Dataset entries
··········

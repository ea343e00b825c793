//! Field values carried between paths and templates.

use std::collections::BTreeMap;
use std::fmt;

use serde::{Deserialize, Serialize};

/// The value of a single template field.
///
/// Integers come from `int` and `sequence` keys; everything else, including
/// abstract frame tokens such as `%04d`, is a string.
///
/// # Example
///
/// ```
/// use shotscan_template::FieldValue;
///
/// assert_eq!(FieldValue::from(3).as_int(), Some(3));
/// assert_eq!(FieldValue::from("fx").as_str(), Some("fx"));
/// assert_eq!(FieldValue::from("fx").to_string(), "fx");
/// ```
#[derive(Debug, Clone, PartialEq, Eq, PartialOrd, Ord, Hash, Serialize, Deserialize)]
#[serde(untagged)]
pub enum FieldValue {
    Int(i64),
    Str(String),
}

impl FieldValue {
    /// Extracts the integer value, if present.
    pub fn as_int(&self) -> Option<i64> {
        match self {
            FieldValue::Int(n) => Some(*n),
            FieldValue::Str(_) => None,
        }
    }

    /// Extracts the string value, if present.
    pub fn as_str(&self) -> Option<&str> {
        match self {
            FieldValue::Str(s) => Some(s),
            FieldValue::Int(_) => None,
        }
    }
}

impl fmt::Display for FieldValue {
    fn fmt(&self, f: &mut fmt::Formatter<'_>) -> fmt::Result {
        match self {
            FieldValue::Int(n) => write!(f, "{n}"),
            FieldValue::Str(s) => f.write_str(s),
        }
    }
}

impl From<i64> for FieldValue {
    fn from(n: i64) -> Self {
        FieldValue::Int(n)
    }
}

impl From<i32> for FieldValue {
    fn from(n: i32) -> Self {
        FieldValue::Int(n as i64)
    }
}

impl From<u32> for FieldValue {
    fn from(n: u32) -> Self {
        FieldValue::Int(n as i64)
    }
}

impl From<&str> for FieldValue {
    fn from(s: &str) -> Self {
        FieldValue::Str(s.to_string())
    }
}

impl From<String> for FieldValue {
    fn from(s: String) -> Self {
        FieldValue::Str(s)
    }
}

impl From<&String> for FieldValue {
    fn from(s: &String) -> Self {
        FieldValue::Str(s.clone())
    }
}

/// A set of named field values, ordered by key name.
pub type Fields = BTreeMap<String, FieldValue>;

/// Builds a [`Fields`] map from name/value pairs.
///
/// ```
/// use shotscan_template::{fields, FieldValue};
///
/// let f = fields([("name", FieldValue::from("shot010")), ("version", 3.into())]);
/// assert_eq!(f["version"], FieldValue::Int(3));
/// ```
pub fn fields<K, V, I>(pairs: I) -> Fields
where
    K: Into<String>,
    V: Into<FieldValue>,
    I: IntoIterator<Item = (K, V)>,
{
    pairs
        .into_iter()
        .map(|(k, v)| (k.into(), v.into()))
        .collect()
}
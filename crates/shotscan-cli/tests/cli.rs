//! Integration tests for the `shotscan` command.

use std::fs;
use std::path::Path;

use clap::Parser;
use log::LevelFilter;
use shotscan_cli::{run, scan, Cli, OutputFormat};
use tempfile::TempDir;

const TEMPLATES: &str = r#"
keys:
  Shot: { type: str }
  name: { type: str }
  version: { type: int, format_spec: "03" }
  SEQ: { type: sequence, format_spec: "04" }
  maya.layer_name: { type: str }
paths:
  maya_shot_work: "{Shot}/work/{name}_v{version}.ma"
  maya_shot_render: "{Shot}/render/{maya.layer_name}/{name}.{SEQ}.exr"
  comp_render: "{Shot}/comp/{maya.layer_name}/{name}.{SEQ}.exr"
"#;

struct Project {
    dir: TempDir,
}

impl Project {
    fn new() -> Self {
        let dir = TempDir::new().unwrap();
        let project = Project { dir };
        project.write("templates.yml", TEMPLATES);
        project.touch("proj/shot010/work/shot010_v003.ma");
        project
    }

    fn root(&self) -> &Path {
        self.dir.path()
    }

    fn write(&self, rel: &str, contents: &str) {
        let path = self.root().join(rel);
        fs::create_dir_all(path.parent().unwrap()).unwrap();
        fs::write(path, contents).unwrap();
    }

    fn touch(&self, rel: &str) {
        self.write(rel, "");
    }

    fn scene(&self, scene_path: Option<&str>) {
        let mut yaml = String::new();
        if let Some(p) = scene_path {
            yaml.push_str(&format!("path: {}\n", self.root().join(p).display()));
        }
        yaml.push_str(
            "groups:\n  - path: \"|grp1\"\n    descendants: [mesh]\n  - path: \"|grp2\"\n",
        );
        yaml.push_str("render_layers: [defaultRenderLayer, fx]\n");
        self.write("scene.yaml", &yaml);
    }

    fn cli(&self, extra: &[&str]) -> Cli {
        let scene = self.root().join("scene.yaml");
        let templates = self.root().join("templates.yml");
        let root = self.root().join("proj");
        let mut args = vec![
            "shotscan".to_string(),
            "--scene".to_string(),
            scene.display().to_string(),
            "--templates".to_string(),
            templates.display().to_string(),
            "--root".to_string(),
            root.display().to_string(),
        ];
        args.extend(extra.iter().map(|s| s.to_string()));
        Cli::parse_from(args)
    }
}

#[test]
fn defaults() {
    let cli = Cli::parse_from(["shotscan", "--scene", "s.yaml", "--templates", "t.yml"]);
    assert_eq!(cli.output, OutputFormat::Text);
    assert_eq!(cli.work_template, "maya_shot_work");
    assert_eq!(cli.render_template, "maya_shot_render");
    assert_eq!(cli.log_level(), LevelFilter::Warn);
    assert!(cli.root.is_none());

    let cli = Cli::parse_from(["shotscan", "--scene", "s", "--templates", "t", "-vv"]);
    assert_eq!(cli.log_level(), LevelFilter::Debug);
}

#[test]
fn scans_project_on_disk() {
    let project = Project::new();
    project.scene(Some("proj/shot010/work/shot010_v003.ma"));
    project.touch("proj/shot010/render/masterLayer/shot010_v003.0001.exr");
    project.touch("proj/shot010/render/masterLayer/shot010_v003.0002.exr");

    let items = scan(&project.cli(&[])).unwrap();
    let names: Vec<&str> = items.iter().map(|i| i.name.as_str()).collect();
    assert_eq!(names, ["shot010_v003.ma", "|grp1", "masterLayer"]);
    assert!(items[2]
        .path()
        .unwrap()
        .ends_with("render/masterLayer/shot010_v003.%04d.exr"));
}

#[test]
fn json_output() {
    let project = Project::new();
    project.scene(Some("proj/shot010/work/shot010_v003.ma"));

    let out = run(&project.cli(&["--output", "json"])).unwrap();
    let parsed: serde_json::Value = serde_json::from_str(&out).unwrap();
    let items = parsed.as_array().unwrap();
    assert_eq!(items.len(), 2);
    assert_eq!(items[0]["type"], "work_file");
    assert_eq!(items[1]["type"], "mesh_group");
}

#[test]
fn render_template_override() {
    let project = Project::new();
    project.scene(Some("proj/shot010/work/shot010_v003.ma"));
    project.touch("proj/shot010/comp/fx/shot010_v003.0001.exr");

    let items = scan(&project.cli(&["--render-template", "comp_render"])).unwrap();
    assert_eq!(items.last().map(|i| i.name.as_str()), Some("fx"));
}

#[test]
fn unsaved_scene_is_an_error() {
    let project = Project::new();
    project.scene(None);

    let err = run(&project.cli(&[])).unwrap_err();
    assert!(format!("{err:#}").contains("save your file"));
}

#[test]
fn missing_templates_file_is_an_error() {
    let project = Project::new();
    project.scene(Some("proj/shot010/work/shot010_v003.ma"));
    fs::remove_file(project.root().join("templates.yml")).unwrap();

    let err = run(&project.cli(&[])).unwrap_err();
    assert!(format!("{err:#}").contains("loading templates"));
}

··········

▶ _What you should do_:
As you read the records above, find each line that contains "impl" and copy it.

▶ _Response area_:
impl FieldValue {
impl fmt::Display for FieldValue {
impl From<i64> for FieldValue {
impl From<i32> for FieldValue {
impl From<u32> for FieldValue {
impl From<&str> for FieldValue {
impl From<String> for FieldValue {
impl From<&String> for FieldValue {
impl Project {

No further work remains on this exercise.